David Bertoni 写道:
caox wrote:
David Bertoni 写道:
caox wrote:
Alberto Massari 写道:
Have a look at the MemParse sample.
Alberto
caox wrote:
Hi
I am using the xercesc3.0.1 for xml parsing.
How can I check whether the input source from a byte steam is
well-formed xml format? Since I want my program to raise an
exception when it receives files other than xml.
Appreciate your help.
Thanks a lot. I have tried the sample DOMPrint which could throw an
exception as expect when encountered a bad-formed xml file.
But when I use xqilla to create a DOMParser, it seems can accept
all kinds of files. The code is below:
AutoRelease<DOMLSParser>
parser(xqillaImplementation->createLSParser(DOMImplementationLS::MODE_SYNCHRONOUS,
0));
And this puzzled me a lot.
Did you create a custom ErrorHandler instance and install it in the
parser?
Dave
I didn't.But how to install a ErrorHandler instance in a DOMLSParser
instance. I don't find the setXXX() method for this.
OK, you actually need a DOMErrorHandler, rather than an ErrorHandler.
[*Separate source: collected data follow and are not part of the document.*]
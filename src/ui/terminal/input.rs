//! Command-line parsing for the interactive session.

use std::path::PathBuf;
use std::str::FromStr;

use thiserror::Error;

use crate::domain::{Decision, IssueKind, NavigationError, Placement};
use crate::ui::app::{Action, AppState, DatasetAction, NavigationAction, ReviewAction};

#[derive(Debug, Error, PartialEq)]
pub enum InputError {
    #[error("Unknown command '{0}'. Type 'help' for a list of commands.")]
    UnknownCommand(String),

    #[error("Usage: {0}")]
    Usage(&'static str),

    #[error("{0}")]
    InvalidValue(String),

    #[error(transparent)]
    Navigation(#[from] NavigationError),
}

/// What one typed line asks for.
#[derive(Debug)]
pub enum Input {
    /// Actions to dispatch in order.
    Dispatch(Vec<Action>),
    List,
    Show,
    Help,
    Quit,
    Nothing,
}

pub fn parse_line(line: &str, state: &AppState) -> Result<Input, InputError> {
    let line = line.trim();
    let (command, rest) = match line.split_once(char::is_whitespace) {
        Some((command, rest)) => (command, rest.trim()),
        None => (line, ""),
    };

    let input = match command.to_lowercase().as_str() {
        "" => Input::Nothing,
        "help" | "?" => Input::Help,
        "quit" | "exit" | "q" => Input::Quit,
        "list" | "ls" => Input::List,
        "show" => Input::Show,
        "load" => {
            if rest.is_empty() {
                return Err(InputError::Usage("load <path>"));
            }
            dispatch(Action::Dataset(DatasetAction::OpenFile(PathBuf::from(rest))))
        }
        "select" => {
            if rest.is_empty() {
                return Err(InputError::Usage("select <uid>"));
            }
            dispatch(Action::Navigation(NavigationAction::SelectEntry {
                uid: rest.to_string(),
            }))
        }
        "next" => dispatch(Action::Navigation(NavigationAction::AdvanceToNext)),
        "stay" => dispatch(Action::Navigation(NavigationAction::StayOnEntry)),
        "toggle" => {
            if rest.is_empty() {
                return Err(InputError::Usage("toggle <issue>"));
            }
            let issue = IssueKind::from_str(rest).map_err(InputError::InvalidValue)?;
            review(ReviewAction::ToggleIssue {
                uid: current_uid(state)?,
                issue,
            })
        }
        "other" => parse_other(rest, state)?,
        "decide" => {
            let decision = Decision::from_str(rest)
                .map_err(|_| InputError::Usage("decide accept|revise|reject"))?;
            review(ReviewAction::ChooseDecision {
                uid: current_uid(state)?,
                decision,
            })
        }
        "place" => parse_place(rest, state)?,
        "section" => review(ReviewAction::SetTargetSection {
            uid: current_uid(state)?,
            text: rest.to_string(),
        }),
        "submit" => review(ReviewAction::Submit {
            uid: current_uid(state)?,
        }),
        _ => return Err(InputError::UnknownCommand(command.to_string())),
    };
    Ok(input)
}

/// `other <text>` checks "other" when needed, then sets its text.
/// A bare `other` toggles the checkbox.
fn parse_other(rest: &str, state: &AppState) -> Result<Input, InputError> {
    let uid = current_uid(state)?;
    if rest.is_empty() {
        return Ok(review(ReviewAction::ToggleIssue {
            uid,
            issue: IssueKind::Other,
        }));
    }

    let mut actions = Vec::new();
    if !state.form().is_some_and(|f| f.is_checked(IssueKind::Other)) {
        actions.push(Action::Review(ReviewAction::SetIssue {
            uid: uid.clone(),
            issue: IssueKind::Other,
            checked: true,
        }));
    }
    actions.push(Action::Review(ReviewAction::SetOtherText {
        uid,
        text: rest.to_string(),
    }));
    Ok(Input::Dispatch(actions))
}

/// `place yes`, `place no` or `place no <section>`.
fn parse_place(rest: &str, state: &AppState) -> Result<Input, InputError> {
    const USAGE: &str = "place yes | place no [section]";
    let (answer, section) = match rest.split_once(char::is_whitespace) {
        Some((answer, section)) => (answer, section.trim()),
        None => (rest, ""),
    };
    let placement = Placement::from_str(answer).map_err(|_| InputError::Usage(USAGE))?;
    if placement == Placement::Yes && !section.is_empty() {
        return Err(InputError::Usage(USAGE));
    }

    let uid = current_uid(state)?;
    let mut actions = vec![Action::Review(ReviewAction::ChoosePlacement {
        uid: uid.clone(),
        placement,
    })];
    if !section.is_empty() {
        actions.push(Action::Review(ReviewAction::SetTargetSection {
            uid,
            text: section.to_string(),
        }));
    }
    Ok(Input::Dispatch(actions))
}

fn current_uid(state: &AppState) -> Result<String, InputError> {
    state
        .session
        .current_uid
        .clone()
        .ok_or(InputError::Navigation(NavigationError::NoDataset))
}

fn dispatch(action: Action) -> Input {
    Input::Dispatch(vec![action])
}

fn review(action: ReviewAction) -> Input {
    dispatch(Action::Review(action))
}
The DOMPrint sample application has an example of setting the correct
DOMConfiguration property. To adapt it to your use, just call
DOMLSParser::getDomConfig() and the set the property:
DOMErrorHandler* myErrorHandler = new myDOMErrorHandler();
DOMConfiguration* config = parser->getDomConfig();
config->setParameter(XMLUni::fgDOMErrorHandler, myErrorHandler);
Dave
I have modified the code in DOMPrint sample to use DOMLSParserImpl
instead of XercesDOMParser for testing, like below:
DOMLSParserImpl* parser = new DOMLSParserImpl;
DOMConfiguration* domConfig = parser->getDomConfig();
DOMTreeErrorReporter *errReporter = new DOMTreeErrorReporter();
domConfig->setParameter(XMLUni::fgDOMErrorHandler, errReporter);
And the result is quite different from using XercesDOMParser.
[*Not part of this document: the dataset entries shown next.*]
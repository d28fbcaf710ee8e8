//! Domain types for Edit Review
//! Defines the entries under review, the answers collected for them and the
//! errors raised along the way.

pub mod entry;
pub mod error;
pub mod review;

pub use entry::*;
pub use error::*;
pub use review::*;
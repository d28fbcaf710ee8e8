//! Reducer-style state updates + side-effect commands.

mod action;
mod command;
mod reducer;
mod runtime;

pub use action::{Action, AsyncAction, DatasetAction, NavigationAction, ReviewAction};
pub use command::Command;
pub use reducer::navigation::{advance_to_next, select_entry, stay_on_entry};

use super::ReviewApp;

impl ReviewApp {
    pub fn dispatch(&mut self, action: Action) {
        let commands = reducer::reduce(&mut self.state, action);
        for command in commands {
            runtime::run(self, command);
        }
    }
}
//! Application layer (use-cases, policies).
//!
//! Diff highlighting, the review form and navigation rules live here, free of
//! any terminal, storage or runtime concerns.

pub mod review;
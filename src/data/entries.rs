//! In-memory entry collection, addressable by uid.

use std::collections::HashMap;

use crate::domain::{DatasetError, Entry, EntryUid};

/// Entries in load order plus a uid index. Entries are never removed.
#[derive(Debug, Clone, Default, PartialEq)]
pub struct EntryStore {
    entries: Vec<Entry>,
    index: HashMap<EntryUid, usize>,
}

impl EntryStore {
    /// Build a store, rejecting blank or duplicate uids.
    pub fn from_entries(entries: Vec<Entry>) -> Result<Self, DatasetError> {
        let mut index = HashMap::with_capacity(entries.len());
        for (position, entry) in entries.iter().enumerate() {
            if entry.uid.is_empty() {
                return Err(DatasetError::InvalidEntry {
                    index: position,
                    reason: "missing uid".into(),
                });
            }
            if index.insert(entry.uid.clone(), position).is_some() {
                return Err(DatasetError::DuplicateUid(entry.uid.clone()));
            }
        }
        Ok(Self { entries, index })
    }

    pub fn len(&self) -> usize {
        self.entries.len()
    }

    pub fn is_empty(&self) -> bool {
        self.entries.is_empty()
    }

    pub fn get(&self, uid: &str) -> Option<&Entry> {
        self.index.get(uid).map(|&i| &self.entries[i])
    }

    pub fn get_mut(&mut self, uid: &str) -> Option<&mut Entry> {
        let i = *self.index.get(uid)?;
        self.entries.get_mut(i)
    }

    pub fn contains(&self, uid: &str) -> bool {
        self.index.contains_key(uid)
    }

    pub fn position(&self, uid: &str) -> Option<usize> {
        self.index.get(uid).copied()
    }

    /// Uids in load order.
    pub fn uids(&self) -> Vec<EntryUid> {
        self.entries.iter().map(|e| e.uid.clone()).collect()
    }

    pub fn first_uid(&self) -> Option<&str> {
        self.entries.first().map(|e| e.uid.as_str())
    }

    pub fn iter(&self) -> impl Iterator<Item = &Entry> {
        self.entries.iter()
    }

    pub fn reviewed_count(&self) -> usize {
        self.entries.iter().filter(|e| e.is_reviewed()).count()
    }
}
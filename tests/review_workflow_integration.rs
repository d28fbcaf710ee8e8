//! Integration tests for the review workflow
//! Dataset load through submission and navigation, against an in-memory store.

use std::sync::Arc;

use async_trait::async_trait;
use edit_review::application::review::{FormStage, highlight, opcodes};
use edit_review::domain::{Decision, Entry, IssueKind, Placement, ReviewRecord};
use edit_review::infra::sink::{ObjectStoreSink, ReviewSink, SinkError};
use edit_review::ui::app::{
    Action, DatasetAction, NavigationAction, NoticeLevel, ReviewAction, ReviewApp,
};
use object_store::ObjectStore;
use object_store::memory::InMemory;
use object_store::path::Path as ObjectPath;
use similar::DiffTag;

const DATASET: &str = r#"[
    {
        "entity_id": "Dog",
        "section_name": "History",
        "original_section": "The dog is loyal",
        "agent_updated_section": "The dog is very loyal and friendly",
        "url": ["https://example.org/dog"],
        "claims": [{"text": "Dogs are loyal", "score": 0.9}]
    },
    {
        "entity_id": "Cat",
        "section_name": "Diet",
        "original_section": "Cats eat fish",
        "agent_updated_section": "Cats eat meat",
        "questions": ["Q1?", "Q2?", "Q3?"]
    }
]"#;

fn load(app: &mut ReviewApp) {
    app.dispatch(Action::Dataset(DatasetAction::Upload {
        source: "dataset.json".into(),
        bytes: DATASET.as_bytes().to_vec(),
    }));
}

fn act(app: &mut ReviewApp, action: ReviewAction) {
    app.dispatch(Action::Review(action));
}

fn read(memory: &Arc<InMemory>, path: &str) -> Option<Vec<u8>> {
    edit_review::block_on(async {
        let result = memory.get(&ObjectPath::from(path)).await.ok()?;
        Some(result.bytes().await.ok()?.to_vec())
    })
}

fn answer_and_submit(app: &mut ReviewApp, uid: &str, decision: Decision) {
    act(
        app,
        ReviewAction::SetIssue {
            uid: uid.into(),
            issue: IssueKind::Style,
            checked: true,
        },
    );
    act(
        app,
        ReviewAction::ChooseDecision {
            uid: uid.into(),
            decision,
        },
    );
    act(
        app,
        ReviewAction::ChoosePlacement {
            uid: uid.into(),
            placement: Placement::Yes,
        },
    );
    act(app, ReviewAction::Submit { uid: uid.into() });
}

#[test]
fn test_dog_entry_diff() {
    let (before, after) = highlight("The dog is loyal", "The dog is very loyal and friendly");
    assert_eq!(before, "The dog is loyal");
    assert_eq!(after, "The dog is <ins>very</ins> loyal <ins>and friendly</ins>");

    let a: Vec<&str> = "The dog is loyal".split_whitespace().collect();
    let b: Vec<&str> = "The dog is very loyal and friendly"
        .split_whitespace()
        .collect();
    let tags: Vec<_> = opcodes(&a, &b)
        .iter()
        .map(|op| op.as_tag_tuple())
        .collect();
    assert_eq!(
        tags,
        vec![
            (DiffTag::Equal, 0..3, 0..3),
            (DiffTag::Insert, 3..3, 3..4),
            (DiffTag::Equal, 3..4, 4..5),
            (DiffTag::Insert, 4..4, 5..7),
        ]
    );
}

#[test]
fn test_full_review_round_trip() {
    let (mut app, memory) = ReviewApp::new_for_test();
    load(&mut app);
    assert_eq!(app.current_uid(), Some("0"));

    answer_and_submit(&mut app, "0", Decision::Accept);
    assert_eq!(app.state.form().unwrap().stage(), FormStage::Submitted);

    let bytes = read(&memory, "test/0.json").expect("review uploaded");
    let stored: Entry = serde_json::from_slice(&bytes).unwrap();
    let expected = ReviewRecord {
        q1: vec![
            "Stylistic/clarity: Phrasing redundant or tone is too informal".to_string(),
        ],
        q2: Decision::Accept,
        q3: Placement::Yes,
        q3_section: None,
    };
    assert_eq!(stored.review.as_ref(), Some(&expected));
    assert_eq!(app.current_entry().unwrap().review.as_ref(), Some(&expected));

    // Fields the tool does not know about survive the round trip.
    let raw: serde_json::Value = serde_json::from_slice(&bytes).unwrap();
    assert_eq!(raw["claims"][0]["text"], "Dogs are loyal");
    assert_eq!(raw["review"]["q2"], "Accept");
    assert!(raw["review"].get("q3_section").is_none());
}

#[test]
fn test_advance_wraps_to_first_entry() {
    let (mut app, memory) = ReviewApp::new_for_test();
    load(&mut app);

    answer_and_submit(&mut app, "0", Decision::Accept);
    app.dispatch(Action::Navigation(NavigationAction::AdvanceToNext));
    assert_eq!(app.current_uid(), Some("1"));
    assert_eq!(app.state.form().unwrap().stage(), FormStage::Unanswered);

    answer_and_submit(&mut app, "1", Decision::Reject);
    app.dispatch(Action::Navigation(NavigationAction::AdvanceToNext));
    assert_eq!(app.current_uid(), Some("0"));

    assert!(read(&memory, "test/1.json").is_some());
    assert_eq!(app.state.session.entries.reviewed_count(), 2);
}

#[test]
fn test_resubmission_overwrites() {
    let (mut app, memory) = ReviewApp::new_for_test();
    load(&mut app);

    answer_and_submit(&mut app, "0", Decision::Accept);
    app.dispatch(Action::Navigation(NavigationAction::StayOnEntry));
    act(
        &mut app,
        ReviewAction::ChooseDecision {
            uid: "0".into(),
            decision: Decision::AcceptWithRevision,
        },
    );
    act(&mut app, ReviewAction::Submit { uid: "0".into() });

    let stored: Entry = serde_json::from_slice(&read(&memory, "test/0.json").unwrap()).unwrap();
    assert_eq!(stored.review.unwrap().q2, Decision::AcceptWithRevision);
}

struct OfflineSink;

#[async_trait]
impl ReviewSink for OfflineSink {
    async fn upload(&self, _path: &str, _bytes: Vec<u8>) -> Result<(), SinkError> {
        Err(std::io::Error::other("network unreachable").into())
    }

    fn describe(&self) -> String {
        "offline".into()
    }
}

#[test]
fn test_failed_upload_then_retry() {
    let (sink, memory) = ObjectStoreSink::in_memory();
    let mut app = ReviewApp::new(Arc::new(OfflineSink), "test");
    load(&mut app);

    answer_and_submit(&mut app, "0", Decision::Reject);
    assert_eq!(app.state.form().unwrap().stage(), FormStage::Q3Answered);
    assert_eq!(
        app.state.ui.notice.as_ref().unwrap().level,
        NoticeLevel::Error
    );

    // Cannot move on until the review is saved.
    app.dispatch(Action::Navigation(NavigationAction::AdvanceToNext));
    assert_eq!(app.current_uid(), Some("0"));

    app.sink = Arc::new(sink);
    act(&mut app, ReviewAction::Submit { uid: "0".into() });
    assert_eq!(app.state.form().unwrap().stage(), FormStage::Submitted);
    assert!(read(&memory, "test/0.json").is_some());
}

#[test]
fn test_entry_questions_override_defaults() {
    let (mut app, _) = ReviewApp::new_for_test();
    load(&mut app);
    app.dispatch(Action::Navigation(NavigationAction::SelectEntry {
        uid: "1".into(),
    }));
    assert_eq!(
        app.current_entry().unwrap().question_texts(),
        ["Q1?", "Q2?", "Q3?"]
    );
}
XercesDOMParser *parser = new XercesDOMParser;
DOMTreeErrorReporter *errReporter = new DOMTreeErrorReporter();
parser->setErrorHandler(errReporter);
The code has been attached. Could you please find where the problem is?
/*
* Licensed to the Apache Software Foundation (ASF) under one or more
* contributor license agreements. See the NOTICE file distributed with
* this work for additional information regarding copyright ownership.
* The ASF licenses this file to You under the Apache License, Version 2.0
* (the "License"); you may not use this file except in compliance with
* the License. You may obtain a copy of the License at
*
* http://www.apache.org/licenses/LICENSE-2.0
*
* Unless required by applicable law or agreed to in writing, software
* distributed under the License is distributed on an "AS IS" BASIS,
* WITHOUT WARRANTIES OR CONDITIONS OF ANY KIND, either express or implied.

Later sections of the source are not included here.